Peki Çin bunu niye yaptı?

Çünkü çinde son birkaç yılda kurulan fabrikaların tümü yaklaşık yüzde 90 kaldıraçla kuruldu. Yani siz 10 lira koyup 90 lira da banakadan borç alıp fabrikaları kurdunuz. Krizle birlikte dış talep kesilince, bu sefer Çin iç talebi canlandırmaya çalışıyor ve makinelerin çalışmasını sağlayıp, Fabrikaların bankalara olan yükümlülüklerini yerine getirmesini istiyor. Fakat başarılı olamayacaklar. Çünkü Çin'de insanların tasarruf eğilimi çok yüksektir. Yani Japonya gibidir. Devlet harcamalarını ne kadar artırırlarsa artırsınlar, bu para harcamaya dönüşmeyip tasarruf edilecek ve çarpan etkisi yaratmayacaktır. Dolayısıyla Çin ekonomisi de şiddetli bir resesyona girmek zorundadır. Fakat bu hemen olacak birşey değil. İleride göreceğiz.

Şimdi "hocam biz kendi derdimize mi yanalım? Çin'in derdine mi yanalım" dediğinizi duyuyorum. Merak etmeyin bizim derdimiz falan yok. Ekonomi yönetimimiz hala krizin boyutlarının farkında değil. 100 yılda bir ortaya çıkan türde bir kriz var ama "beni ısırmaz" mantığı hakim.

Bundan sonra olacakları anlatayım. Dolar 1.75'e gelecek. Yeniden buradan aşağı dönecek gibi olacak. Fakat ardından bu seviye yukarı kırılınca 1.80 civarında Merkez Bankamız müdahale ederek, 2-3 gün içinde en az 8-10 milyar doların daha dışarı kaçmasına ve rezervlerin erimesine sebep olacak. Bu arada vatandaşlarda aynı seviyelerde hızla dolar satmaya başlayacaklar. Bunları da dışarı kaptıracağız. Hele ki Rusya'dan ruble'nin devalüe edildiği haberi geldiği anda kurları tutmak mümkün olmayacak.

Şu an Bankalar her ne kadar kredileri geri çağırmasa da kredi faizleri yüzde 30'u geçmiş bulunuyor ve dışarıdan borçlanan firmalarımız şimdi içeriye döndüler ama nakit bulamıyorlar. Bursa, Eskişehir, Denizli sapır sapır dökülüyor. Krizin ayak sesleri ortalığı inletmeye başladı. Bankalar şu an eleman çıkarıyorlar. Hatta eleman çıkarmakta olan bir banka basım mensuplarını çağırıp, eleman alacağız, büyüyeceğiz falan diyor. Kamu bankaları da eleman çıkarmaya başladılar.
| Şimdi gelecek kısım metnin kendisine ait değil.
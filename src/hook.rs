//! The build hook the packaging system drives.

use std::path::{Path, PathBuf};

use protohook_build::protoc::{self, Compiler};
use protohook_build::{
    plan_project, resolve_layout, CompilerInvocationPlan, ProjectLayout, ProtobufConfig, RawConfig,
};

use crate::error::HookError;
use crate::pyproject::HookSettings;

/// Build state shared with the packaging system.
#[derive(Debug, Clone, Default, PartialEq, Eq)]
pub struct BuildData {
    /// Files to include in the distribution, `/`-separated and relative to the
    /// project root.
    pub artifacts: Vec<String>,
}

/// Compiles `.proto` files before a build and registers the generated files.
#[derive(Debug, Clone)]
pub struct ProtocHook {
    root: PathBuf,
    project_name: String,
    config: RawConfig,
    python: Option<PathBuf>,
}

impl ProtocHook {
    pub const PLUGIN_NAME: &'static str = "protobuf";

    pub fn new(
        root: impl Into<PathBuf>,
        project_name: impl Into<String>,
        config: RawConfig,
    ) -> Self {
        Self {
            root: root.into(),
            project_name: project_name.into(),
            config,
            python: None,
        }
    }

    /// Configure the hook from `<root>/pyproject.toml`. A missing hook table
    /// means all defaults.
    pub fn from_pyproject(root: impl Into<PathBuf>) -> Result<Self, HookError> {
        let root = root.into();
        let settings = HookSettings::load(&root)?;
        Ok(Self::new(
            root,
            settings.project_name,
            settings.config.unwrap_or_default(),
        ))
    }

    /// Python interpreter used for `grpc_tools.protoc` and the site-packages
    /// lookup. Found on PATH when unset.
    pub fn with_python(mut self, python: impl Into<PathBuf>) -> Self {
        self.python = Some(python.into());
        self
    }

    pub fn root(&self) -> &Path {
        &self.root
    }

    fn python(&self) -> Result<PathBuf, HookError> {
        match &self.python {
            Some(python) => Ok(python.clone()),
            None => Ok(protoc::find_python()?),
        }
    }

    fn resolve(&self) -> Result<(ProjectLayout, ProtobufConfig), HookError> {
        let layout = resolve_layout(&self.root, &self.project_name)
            .map_err(protohook_build::Error::from)?;

        // Only ask the interpreter when the answer is used.
        let site_packages = if self.config.include_site_packages == Some(true) {
            Some(protoc::site_packages(&self.python()?)?)
        } else {
            None
        };

        let config = self.config.clone().resolve(&layout, site_packages)?;
        Ok((layout, config))
    }

    /// Work out what the compiler will be asked to do, without running it.
    pub fn plan(&self) -> Result<CompilerInvocationPlan, HookError> {
        let (layout, config) = self.resolve()?;
        Ok(plan_project(&layout, &config)?)
    }

    /// Run the compiler and register its outputs in `build_data`.
    ///
    /// `build_data` is only touched once every expected output exists.
    pub fn initialize(
        &self,
        build_data: &mut BuildData,
    ) -> Result<CompilerInvocationPlan, HookError> {
        let (layout, config) = self.resolve()?;
        let plan = plan_project(&layout, &config)?;

        let compiler = Compiler::locate(config.protoc.as_deref(), self.python.as_deref())?;

        tracing::info!("Generating code from Protobuf files");
        protoc::invoke(&compiler, &plan)?;

        let missing = plan.missing_outputs();
        if !missing.is_empty() {
            return Err(protohook_build::Error::MissingOutputs { paths: missing }.into());
        }

        build_data.artifacts.extend(plan.artifacts());
        Ok(plan)
    }

    /// Remove every file a build would generate. Returns the removed paths.
    ///
    /// With no `.proto` files left there is nothing to remove.
    pub fn clean(&self) -> Result<Vec<PathBuf>, HookError> {
        let plan = match self.plan() {
            Ok(plan) => plan,
            Err(HookError::Build(protohook_build::Error::NoInputs { .. })) => {
                tracing::debug!("no proto files, nothing to clean");
                return Ok(Vec::new());
            }
            Err(e) => return Err(e),
        };
        let mut removed = Vec::new();
        for output in &plan.expected_outputs {
            let path = self.root.join(output);
            match std::fs::remove_file(&path) {
                Ok(()) => {
                    tracing::debug!(path = %output.display(), "removed generated file");
                    removed.push(output.clone());
                }
                Err(e) if e.kind() == std::io::ErrorKind::NotFound => {}
                Err(source) => return Err(HookError::Clean { path, source }),
            }
        }
        Ok(removed)
    }
}
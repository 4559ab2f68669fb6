//! `protohook-build` plans `protoc` invocations for Python packaging builds.
//!
//! Given the hook configuration of a project it works out which `.proto`
//! files to compile, the exact compiler arguments for every generator, and
//! the files the compiler will write, so the packaging step can both run the
//! compiler and register the generated files as artifacts.
//!
//! # Example
//!
//! ```rust,no_run
//! use std::path::Path;
//!
//! fn main() -> Result<(), protohook_build::Error> {
//!     let root = Path::new(".");
//!     let layout = protohook_build::resolve_layout(root, "my-project")?;
//!     let config = protohook_build::RawConfig::from_toml(
//!         r#"
//!         proto_paths = ["protos"]
//!         output_path = "src"
//!         "#,
//!     )?
//!     .resolve(&layout, None)?;
//!
//!     let plan = protohook_build::plan_project(&layout, &config)?;
//!     for artifact in plan.artifacts() {
//!         println!("{artifact}");
//!     }
//!     Ok(())
//! }
//! ```
//!
//! # Output Templates
//!
//! Every generator lists the files it writes per `.proto` file as templates
//! relative to its output directory. Two placeholders are recognised:
//!
//! - `{proto_name}`: the file name without `.proto`.
//! - `{proto_path}`: the directory of the file relative to the search root
//!   it was found under.
//!
//! So with `proto_paths = ["src"]`, the file `src/foo/bar/test.proto` and the
//! template `{proto_path}/{proto_name}_pb2.py` name `foo/bar/test_pb2.py`.

mod config;
pub mod discovery;
mod error;
pub mod generator;
mod layout;
pub mod path;
mod plan;
pub mod protoc;
mod template;

pub use config::{CustomGenerator, ProtobufConfig, RawConfig, RawGenerator, Setting, Source};
pub use discovery::{discover, DiscoveredProto, Discovery, ProtoOrigin};
pub use error::Error;
pub use generator::{build_generator_specs, GeneratorSpec};
pub use layout::{normalize_package_name, resolve_layout, ProjectLayout};
pub use plan::{plan, CompilerInvocationPlan, GeneratorInvocation};
pub use template::{OutputTemplate, TemplateError, TemplateErrorKind};

/// Build generators, discover protos and plan, in one go.
pub fn plan_project(
    layout: &ProjectLayout,
    config: &ProtobufConfig,
) -> Result<CompilerInvocationPlan, Error> {
    let specs = build_generator_specs(config)?;
    let discovered = discover(layout.root(), &config.proto_paths, &config.library_paths)?;
    plan(config, layout, &specs, &discovered)
}
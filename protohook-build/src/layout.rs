//! Project layout detection.

use std::io;
use std::path::{Path, PathBuf};

/// Where the project keeps its package source.
#[derive(Debug, Clone, PartialEq, Eq)]
pub struct ProjectLayout {
    root: PathBuf,
    package: String,
    uses_src_layout: bool,
}

impl ProjectLayout {
    /// Project root directory.
    pub fn root(&self) -> &Path {
        &self.root
    }

    /// Normalized package directory name.
    pub fn package(&self) -> &str {
        &self.package
    }

    /// Whether the package lives under `src/`.
    pub fn uses_src_layout(&self) -> bool {
        self.uses_src_layout
    }

    /// Default search root for `.proto` files.
    pub fn default_proto_path(&self) -> PathBuf {
        self.default_dir()
    }

    /// Default directory generators write into.
    pub fn default_output_path(&self) -> PathBuf {
        self.default_dir()
    }

    fn default_dir(&self) -> PathBuf {
        if self.uses_src_layout {
            PathBuf::from("src")
        } else {
            PathBuf::from(".")
        }
    }
}

/// Decide between src-layout and flat layout.
///
/// The project uses src-layout when `src/<package>/__init__.*` exists and
/// `<package>/__init__.*` does not. Only the presence of the marker files is
/// checked. Filesystem errors other than a missing directory are returned.
pub fn resolve_layout(project_root: &Path, project_name: &str) -> io::Result<ProjectLayout> {
    let package = normalize_package_name(project_name);

    let flat = has_init_marker(&project_root.join(&package))?;
    let src = has_init_marker(&project_root.join("src").join(&package))?;
    let uses_src_layout = src && !flat;

    tracing::debug!(
        root = %project_root.display(),
        package = %package,
        uses_src_layout,
        "resolved project layout"
    );

    Ok(ProjectLayout {
        root: project_root.to_path_buf(),
        package,
        uses_src_layout,
    })
}

/// Lowercase the project name and turn hyphens into underscores.
pub fn normalize_package_name(name: &str) -> String {
    name.trim().to_lowercase().replace('-', "_")
}

/// Whether `dir` holds a file named `__init__.<ext>`. Symlinks to files count.
fn has_init_marker(dir: &Path) -> io::Result<bool> {
    let entries = match std::fs::read_dir(dir) {
        Ok(entries) => entries,
        Err(e) if matches!(e.kind(), io::ErrorKind::NotFound | io::ErrorKind::NotADirectory) => {
            return Ok(false)
        }
        Err(e) => return Err(e),
    };

    for entry in entries {
        let entry = entry?;
        let name = entry.file_name();
        let is_marker = name
            .to_str()
            .and_then(|name| name.strip_prefix("__init__."))
            .is_some_and(|ext| !ext.is_empty());
        if is_marker && entry.path().is_file() {
            return Ok(true);
        }
    }
    Ok(false)
}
Kısa bir süre notumuz da düşecek ve ortalık yangın yerine dönecek. Aslında hala vaktimiz var ama, sesimizi duyuramıyoruz. Duyanlar ise "yaşar sen de çok abartıyorsun" diyorlar.

Ben bu filmi tam kırk kere izledim. Aynı şeyler oluyor. Son 7 yılda 40 tane krizi dakika dakika inceledim. Filmin bütün sahneleri aynı. Ekonomi yönetimleri aynı şeyleri söylüyor. Arjantin krizi öncesinde Arjantin devlet başkanının veya Meksika krizi öncesinde Meksika Başkanının söyledikleri adeta copy edilip şu an paste ediliyor.

Borsa daha da düşecek. Önümüzdeki bir yıl içinde 1 doların da altını göreceğiz.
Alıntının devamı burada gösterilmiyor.